Copy each line below containing "epoch".

━━━━━ RECORD EXCERPTS

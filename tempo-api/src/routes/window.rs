//! Schedule Window REST API Routes

use axum::{
    extract::{Query, State},
    response::IntoResponse,
    Json,
};
use std::sync::Arc;
use tempo_core::ScheduleWindow;
use tempo_storage::ScheduleStore;

use crate::{
    error::{ApiError, ApiResult},
    extractors::CallerIdentity,
    services::window_service,
    state::AppState,
    types::{DateRangeQuery, MaterializeRequest},
};

/// GET /api/v1/schedule-windows - List materialized windows in a range
#[utoipa::path(
    get,
    path = "/api/v1/schedule-windows",
    tag = "Windows",
    params(
        ("fromDateMs" = i64, Query, description = "Range start (epoch ms)"),
        ("toDateMs" = i64, Query, description = "Range end (epoch ms)"),
    ),
    responses(
        (status = 200, description = "Materialized windows", body = Vec<ScheduleWindow>),
        (status = 400, description = "Invalid date range", body = ApiError),
        (status = 401, description = "Unauthorized", body = ApiError),
    )
)]
pub async fn list_windows(
    State(store): State<Arc<dyn ScheduleStore>>,
    caller: CallerIdentity,
    Query(range): Query<DateRangeQuery>,
) -> ApiResult<impl IntoResponse> {
    if range.from_date_ms > range.to_date_ms {
        return Err(ApiError::invalid_date_range(range.from_date_ms, range.to_date_ms));
    }
    let windows = window_service::list_windows(
        store.as_ref(),
        caller.user_id,
        range.from_date_ms,
        range.to_date_ms,
    )
    .await?;
    Ok(Json(windows))
}

/// POST /api/v1/schedule-windows/materialize - Rebuild windows for a range
#[utoipa::path(
    post,
    path = "/api/v1/schedule-windows/materialize",
    tag = "Windows",
    request_body = MaterializeRequest,
    responses(
        (status = 200, description = "Materialized windows", body = Vec<ScheduleWindow>),
        (status = 400, description = "Invalid date range", body = ApiError),
        (status = 404, description = "No availability configured", body = ApiError),
        (status = 401, description = "Unauthorized", body = ApiError),
    )
)]
pub async fn materialize_windows(
    State(store): State<Arc<dyn ScheduleStore>>,
    caller: CallerIdentity,
    Json(req): Json<MaterializeRequest>,
) -> ApiResult<impl IntoResponse> {
    if req.from_date_ms > req.to_date_ms {
        return Err(ApiError::invalid_date_range(req.from_date_ms, req.to_date_ms));
    }
    let windows = window_service::materialize(
        store.as_ref(),
        caller.user_id,
        req.from_date_ms,
        req.to_date_ms,
    )
    .await?;
    Ok(Json(windows))
}

/// Create the schedule-window routes router.
pub fn create_router() -> axum::Router<AppState> {
    axum::Router::new()
        .route("/", axum::routing::get(list_windows))
        .route("/materialize", axum::routing::post(materialize_windows))
}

━━━━━━━━━━

* **SOLUTION**:
        ("fromDateMs" = i64, Query, description = "Range start (epoch ms)"),
        ("toDateMs" = i64, Query, description = "Range end (epoch ms)"),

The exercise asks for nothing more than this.